WHAT IS EXPECTED
Give the records again, every one, exactly.

Collected data entries
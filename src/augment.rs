//! Deterministic per-batch image augmentation.
//!
//! The pipeline is a pure function of `(batch, seed pair)`: batch `b` of a
//! stream is augmented with the pair `(2b, 2b + 1)`, so re-iterating a
//! stream reproduces the exact same augmented tensors. The first seed
//! drives the spatial transforms (flip, translation), the second the
//! intensity transforms (brightness, contrast).
//!
//! Brightness always moves every pixel by at least [`BRIGHTNESS_FLOOR`], so
//! an augmented batch is never pointwise equal to its input.

use ndarray::{Array3, Axis};

use crate::stream::{Batch, Xorshift64};

/// Maximum translation in pixels along either image axis.
pub const MAX_SHIFT: i64 = 2;

/// Minimum absolute brightness delta, in pixel-intensity units.
pub const BRIGHTNESS_FLOOR: f32 = 4.0;

/// Maximum absolute brightness delta.
pub const BRIGHTNESS_MAX: f32 = 24.0;

/// Contrast scale range around the per-image mean.
pub const CONTRAST_RANGE: (f32, f32) = (0.8, 1.2);

/// Augment one image batch with the seed pair `(spatial_seed,
/// intensity_seed)`.
///
/// Shapes and labels are preserved; pixel intensities stay in `[0, 255]`.
pub fn augment_batch(
    batch: &Batch<Array3<f32>>,
    spatial_seed: u64,
    intensity_seed: u64,
) -> Batch<Array3<f32>> {
    let mut spatial = Xorshift64::new(spatial_seed);
    let mut intensity = Xorshift64::new(intensity_seed);

    let features = batch
        .features
        .iter()
        .map(|image| {
            let mut image = image.clone();
            if spatial.next_f32() < 0.5 {
                flip_horizontal(&mut image);
            }
            let dy = spatial.next_below((2 * MAX_SHIFT + 1) as usize) as i64 - MAX_SHIFT;
            let dx = spatial.next_below((2 * MAX_SHIFT + 1) as usize) as i64 - MAX_SHIFT;
            let image = translate(&image, dy, dx);
            let mut image = adjust_brightness(image, &mut intensity);
            adjust_contrast(&mut image, &mut intensity);
            clamp_pixels(&mut image);
            image
        })
        .collect();

    Batch { features, labels: batch.labels.clone() }
}

fn flip_horizontal(image: &mut Array3<f32>) {
    image.invert_axis(Axis(1));
}

/// Shift the image by `(dy, dx)` pixels, filling vacated pixels with zero.
fn translate(image: &Array3<f32>, dy: i64, dx: i64) -> Array3<f32> {
    let (height, width, channels) = image.dim();
    let mut shifted = Array3::zeros((height, width, channels));
    for y in 0..height as i64 {
        let sy = y - dy;
        if sy < 0 || sy >= height as i64 {
            continue;
        }
        for x in 0..width as i64 {
            let sx = x - dx;
            if sx < 0 || sx >= width as i64 {
                continue;
            }
            for c in 0..channels {
                shifted[[y as usize, x as usize, c]] = image[[sy as usize, sx as usize, c]];
            }
        }
    }
    shifted
}

/// Add a brightness delta whose magnitude is at least [`BRIGHTNESS_FLOOR`].
fn adjust_brightness(mut image: Array3<f32>, rng: &mut Xorshift64) -> Array3<f32> {
    let magnitude = rng.next_f32_range(BRIGHTNESS_FLOOR, BRIGHTNESS_MAX);
    let delta = if rng.next_f32() < 0.5 { -magnitude } else { magnitude };
    image.mapv_inplace(|p| p + delta);
    image
}

/// Scale pixel deviations from the per-image mean.
fn adjust_contrast(image: &mut Array3<f32>, rng: &mut Xorshift64) {
    let scale = rng.next_f32_range(CONTRAST_RANGE.0, CONTRAST_RANGE.1);
    let mean = image.mean().unwrap_or(0.0);
    image.mapv_inplace(|p| mean + (p - mean) * scale);
}

fn clamp_pixels(image: &mut Array3<f32>) {
    image.mapv_inplace(|p| p.clamp(0.0, 255.0));
}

SOLVED PROBLEM
filename src/augment.rs
//! Deterministic per-batch image augmentation.
//!
//! The pipeline is a pure function of `(batch, seed pair)`: batch `b` of a
//! stream is augmented with the pair `(2b, 2b + 1)`, so re-iterating a
//! stream reproduces the exact same augmented tensors. The first seed
//! drives the spatial transforms (flip, translation), the second the
//! intensity transforms (brightness, contrast).
//!
//! Brightness always moves every pixel by at least [`BRIGHTNESS_FLOOR`], so
//! an augmented batch is never pointwise equal to its input.

use ndarray::{Array3, Axis};

use crate::stream::{Batch, Xorshift64};

/// Maximum translation in pixels along either image axis.
pub const MAX_SHIFT: i64 = 2;

/// Minimum absolute brightness delta, in pixel-intensity units.
pub const BRIGHTNESS_FLOOR: f32 = 4.0;

/// Maximum absolute brightness delta.
pub const BRIGHTNESS_MAX: f32 = 24.0;

/// Contrast scale range around the per-image mean.
pub const CONTRAST_RANGE: (f32, f32) = (0.8, 1.2);

/// Augment one image batch with the seed pair `(spatial_seed,
/// intensity_seed)`.
///
/// Shapes and labels are preserved; pixel intensities stay in `[0, 255]`.
pub fn augment_batch(
    batch: &Batch<Array3<f32>>,
    spatial_seed: u64,
    intensity_seed: u64,
) -> Batch<Array3<f32>> {
    let mut spatial = Xorshift64::new(spatial_seed);
    let mut intensity = Xorshift64::new(intensity_seed);

    let features = batch
        .features
        .iter()
        .map(|image| {
            let mut image = image.clone();
            if spatial.next_f32() < 0.5 {
                flip_horizontal(&mut image);
            }
            let dy = spatial.next_below((2 * MAX_SHIFT + 1) as usize) as i64 - MAX_SHIFT;
            let dx = spatial.next_below((2 * MAX_SHIFT + 1) as usize) as i64 - MAX_SHIFT;
            let image = translate(&image, dy, dx);
            let mut image = adjust_brightness(image, &mut intensity);
            adjust_contrast(&mut image, &mut intensity);
            clamp_pixels(&mut image);
            image
        })
        .collect();

    Batch { features, labels: batch.labels.clone() }
}

fn flip_horizontal(image: &mut Array3<f32>) {
    image.invert_axis(Axis(1));
}

/// Shift the image by `(dy, dx)` pixels, filling vacated pixels with zero.
fn translate(image: &Array3<f32>, dy: i64, dx: i64) -> Array3<f32> {
    let (height, width, channels) = image.dim();
    let mut shifted = Array3::zeros((height, width, channels));
    for y in 0..height as i64 {
        let sy = y - dy;
        if sy < 0 || sy >= height as i64 {
            continue;
        }
        for x in 0..width as i64 {
            let sx = x - dx;
            if sx < 0 || sx >= width as i64 {
                continue;
            }
            for c in 0..channels {
                shifted[[y as usize, x as usize, c]] = image[[sy as usize, sx as usize, c]];
            }
        }
    }
    shifted
}

/// Add a brightness delta whose magnitude is at least [`BRIGHTNESS_FLOOR`].
fn adjust_brightness(mut image: Array3<f32>, rng: &mut Xorshift64) -> Array3<f32> {
    let magnitude = rng.next_f32_range(BRIGHTNESS_FLOOR, BRIGHTNESS_MAX);
    let delta = if rng.next_f32() < 0.5 { -magnitude } else { magnitude };
    image.mapv_inplace(|p| p + delta);
    image
}

/// Scale pixel deviations from the per-image mean.
fn adjust_contrast(image: &mut Array3<f32>, rng: &mut Xorshift64) {
    let scale = rng.next_f32_range(CONTRAST_RANGE.0, CONTRAST_RANGE.1);
    let mean = image.mean().unwrap_or(0.0);
    image.mapv_inplace(|p| mean + (p - mean) * scale);
}

fn clamp_pixels(image: &mut Array3<f32>) {
    image.mapv_inplace(|p| p.clamp(0.0, 255.0));
}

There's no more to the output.